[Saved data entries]
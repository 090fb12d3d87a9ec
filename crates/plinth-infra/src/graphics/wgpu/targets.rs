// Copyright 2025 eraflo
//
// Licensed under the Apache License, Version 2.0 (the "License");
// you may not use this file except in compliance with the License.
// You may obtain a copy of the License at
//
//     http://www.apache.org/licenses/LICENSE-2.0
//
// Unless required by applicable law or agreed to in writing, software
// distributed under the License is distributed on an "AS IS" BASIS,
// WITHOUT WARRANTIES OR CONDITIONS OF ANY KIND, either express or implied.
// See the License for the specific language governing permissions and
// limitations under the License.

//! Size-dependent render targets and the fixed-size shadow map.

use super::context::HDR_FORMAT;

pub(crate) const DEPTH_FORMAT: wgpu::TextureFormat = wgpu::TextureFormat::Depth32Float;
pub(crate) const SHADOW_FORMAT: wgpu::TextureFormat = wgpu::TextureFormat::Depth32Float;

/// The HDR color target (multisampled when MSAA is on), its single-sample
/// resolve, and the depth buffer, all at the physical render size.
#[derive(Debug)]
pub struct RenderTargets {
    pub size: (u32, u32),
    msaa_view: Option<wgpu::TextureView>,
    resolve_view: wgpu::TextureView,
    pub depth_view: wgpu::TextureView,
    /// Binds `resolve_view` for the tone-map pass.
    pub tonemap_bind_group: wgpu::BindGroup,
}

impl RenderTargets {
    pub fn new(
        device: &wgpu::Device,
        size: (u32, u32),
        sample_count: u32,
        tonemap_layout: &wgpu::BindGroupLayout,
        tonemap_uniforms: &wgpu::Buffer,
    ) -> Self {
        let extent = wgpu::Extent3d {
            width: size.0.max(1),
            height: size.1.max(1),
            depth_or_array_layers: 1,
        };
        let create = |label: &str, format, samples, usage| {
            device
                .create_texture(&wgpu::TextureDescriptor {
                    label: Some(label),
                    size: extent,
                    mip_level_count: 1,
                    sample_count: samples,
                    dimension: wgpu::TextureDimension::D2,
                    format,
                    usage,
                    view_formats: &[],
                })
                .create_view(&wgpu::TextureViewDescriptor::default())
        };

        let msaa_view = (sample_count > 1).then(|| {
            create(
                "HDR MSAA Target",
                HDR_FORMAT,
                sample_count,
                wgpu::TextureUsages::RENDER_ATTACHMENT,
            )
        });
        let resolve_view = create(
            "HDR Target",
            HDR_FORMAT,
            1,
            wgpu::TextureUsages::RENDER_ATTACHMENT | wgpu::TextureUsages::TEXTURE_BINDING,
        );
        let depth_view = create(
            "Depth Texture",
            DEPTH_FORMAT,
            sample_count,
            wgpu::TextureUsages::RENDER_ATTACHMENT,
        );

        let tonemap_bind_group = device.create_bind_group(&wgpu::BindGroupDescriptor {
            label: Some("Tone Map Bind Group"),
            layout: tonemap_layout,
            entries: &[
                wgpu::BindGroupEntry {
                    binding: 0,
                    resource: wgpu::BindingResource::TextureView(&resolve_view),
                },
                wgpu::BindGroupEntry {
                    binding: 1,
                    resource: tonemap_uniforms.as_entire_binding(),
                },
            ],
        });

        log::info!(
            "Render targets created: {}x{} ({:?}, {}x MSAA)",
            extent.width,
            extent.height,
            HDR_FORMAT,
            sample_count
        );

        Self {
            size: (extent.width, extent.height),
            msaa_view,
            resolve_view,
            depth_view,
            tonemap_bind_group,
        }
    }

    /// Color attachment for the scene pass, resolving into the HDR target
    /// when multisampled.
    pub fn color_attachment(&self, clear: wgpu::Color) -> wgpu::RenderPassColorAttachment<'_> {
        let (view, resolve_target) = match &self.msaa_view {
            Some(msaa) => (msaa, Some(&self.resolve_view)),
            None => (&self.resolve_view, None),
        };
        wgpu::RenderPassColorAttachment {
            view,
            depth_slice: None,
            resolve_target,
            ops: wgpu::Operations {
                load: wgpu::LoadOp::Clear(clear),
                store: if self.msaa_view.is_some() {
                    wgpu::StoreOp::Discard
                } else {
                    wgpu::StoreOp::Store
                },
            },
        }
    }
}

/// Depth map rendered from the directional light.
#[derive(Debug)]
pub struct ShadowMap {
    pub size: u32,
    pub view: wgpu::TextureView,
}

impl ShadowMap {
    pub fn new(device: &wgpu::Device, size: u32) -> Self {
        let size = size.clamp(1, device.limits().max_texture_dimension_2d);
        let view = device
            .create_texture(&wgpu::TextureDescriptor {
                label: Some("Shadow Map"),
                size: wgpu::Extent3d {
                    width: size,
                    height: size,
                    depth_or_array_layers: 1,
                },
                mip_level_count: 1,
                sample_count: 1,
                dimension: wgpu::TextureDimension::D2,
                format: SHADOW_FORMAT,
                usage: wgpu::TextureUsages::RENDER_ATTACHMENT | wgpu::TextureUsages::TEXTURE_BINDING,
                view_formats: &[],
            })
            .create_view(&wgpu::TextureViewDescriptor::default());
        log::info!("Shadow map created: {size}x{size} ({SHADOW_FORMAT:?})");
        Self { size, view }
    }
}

Problem description:
Give back the data above exactly as it appears.

Output for this task:
repository 090fb12d3d87a9ec
filename crates/plinth-infra/src/graphics/wgpu/targets.rs
// Copyright 2025 eraflo
//
// Licensed under the Apache License, Version 2.0 (the "License");
// you may not use this file except in compliance with the License.
// You may obtain a copy of the License at
//
//     http://www.apache.org/licenses/LICENSE-2.0
//
// Unless required by applicable law or agreed to in writing, software
// distributed under the License is distributed on an "AS IS" BASIS,
// WITHOUT WARRANTIES OR CONDITIONS OF ANY KIND, either express or implied.
// See the License for the specific language governing permissions and
// limitations under the License.

//! Size-dependent render targets and the fixed-size shadow map.

use super::context::HDR_FORMAT;

pub(crate) const DEPTH_FORMAT: wgpu::TextureFormat = wgpu::TextureFormat::Depth32Float;
pub(crate) const SHADOW_FORMAT: wgpu::TextureFormat = wgpu::TextureFormat::Depth32Float;

/// The HDR color target (multisampled when MSAA is on), its single-sample
/// resolve, and the depth buffer, all at the physical render size.
#[derive(Debug)]
pub struct RenderTargets {
    pub size: (u32, u32),
    msaa_view: Option<wgpu::TextureView>,
    resolve_view: wgpu::TextureView,
    pub depth_view: wgpu::TextureView,
    /// Binds `resolve_view` for the tone-map pass.
    pub tonemap_bind_group: wgpu::BindGroup,
}

impl RenderTargets {
    pub fn new(
        device: &wgpu::Device,
        size: (u32, u32),
        sample_count: u32,
        tonemap_layout: &wgpu::BindGroupLayout,
        tonemap_uniforms: &wgpu::Buffer,
    ) -> Self {
        let extent = wgpu::Extent3d {
            width: size.0.max(1),
            height: size.1.max(1),
            depth_or_array_layers: 1,
        };
        let create = |label: &str, format, samples, usage| {
            device
                .create_texture(&wgpu::TextureDescriptor {
                    label: Some(label),
                    size: extent,
                    mip_level_count: 1,
                    sample_count: samples,
                    dimension: wgpu::TextureDimension::D2,
                    format,
                    usage,
                    view_formats: &[],
                })
                .create_view(&wgpu::TextureViewDescriptor::default())
        };

        let msaa_view = (sample_count > 1).then(|| {
            create(
                "HDR MSAA Target",
                HDR_FORMAT,
                sample_count,
                wgpu::TextureUsages::RENDER_ATTACHMENT,
            )
        });
        let resolve_view = create(
            "HDR Target",
            HDR_FORMAT,
            1,
            wgpu::TextureUsages::RENDER_ATTACHMENT | wgpu::TextureUsages::TEXTURE_BINDING,
        );
        let depth_view = create(
            "Depth Texture",
            DEPTH_FORMAT,
            sample_count,
            wgpu::TextureUsages::RENDER_ATTACHMENT,
        );

        let tonemap_bind_group = device.create_bind_group(&wgpu::BindGroupDescriptor {
            label: Some("Tone Map Bind Group"),
            layout: tonemap_layout,
            entries: &[
                wgpu::BindGroupEntry {
                    binding: 0,
                    resource: wgpu::BindingResource::TextureView(&resolve_view),
                },
                wgpu::BindGroupEntry {
                    binding: 1,
                    resource: tonemap_uniforms.as_entire_binding(),
                },
            ],
        });

        log::info!(
            "Render targets created: {}x{} ({:?}, {}x MSAA)",
            extent.width,
            extent.height,
            HDR_FORMAT,
            sample_count
        );

        Self {
            size: (extent.width, extent.height),
            msaa_view,
            resolve_view,
            depth_view,
            tonemap_bind_group,
        }
    }

    /// Color attachment for the scene pass, resolving into the HDR target
    /// when multisampled.
    pub fn color_attachment(&self, clear: wgpu::Color) -> wgpu::RenderPassColorAttachment<'_> {
        let (view, resolve_target) = match &self.msaa_view {
            Some(msaa) => (msaa, Some(&self.resolve_view)),
            None => (&self.resolve_view, None),
        };
        wgpu::RenderPassColorAttachment {
            view,
            depth_slice: None,
            resolve_target,
            ops: wgpu::Operations {
                load: wgpu::LoadOp::Clear(clear),
                store: if self.msaa_view.is_some() {
                    wgpu::StoreOp::Discard
                } else {
                    wgpu::StoreOp::Store
                },
            },
        }
    }
}

/// Depth map rendered from the directional light.
#[derive(Debug)]
pub struct ShadowMap {
    pub size: u32,
    pub view: wgpu::TextureView,
}

impl ShadowMap {
    pub fn new(device: &wgpu::Device, size: u32) -> Self {
        let size = size.clamp(1, device.limits().max_texture_dimension_2d);
        let view = device
            .create_texture(&wgpu::TextureDescriptor {
                label: Some("Shadow Map"),
                size: wgpu::Extent3d {
                    width: size,
                    height: size,
                    depth_or_array_layers: 1,
                },
                mip_level_count: 1,
                sample_count: 1,
                dimension: wgpu::TextureDimension::D2,
                format: SHADOW_FORMAT,
                usage: wgpu::TextureUsages::RENDER_ATTACHMENT | wgpu::TextureUsages::TEXTURE_BINDING,
                view_formats: &[],
            })
            .create_view(&wgpu::TextureViewDescriptor::default());
        log::info!("Shadow map created: {size}x{size} ({SHADOW_FORMAT:?})");
        Self { size, view }
    }
}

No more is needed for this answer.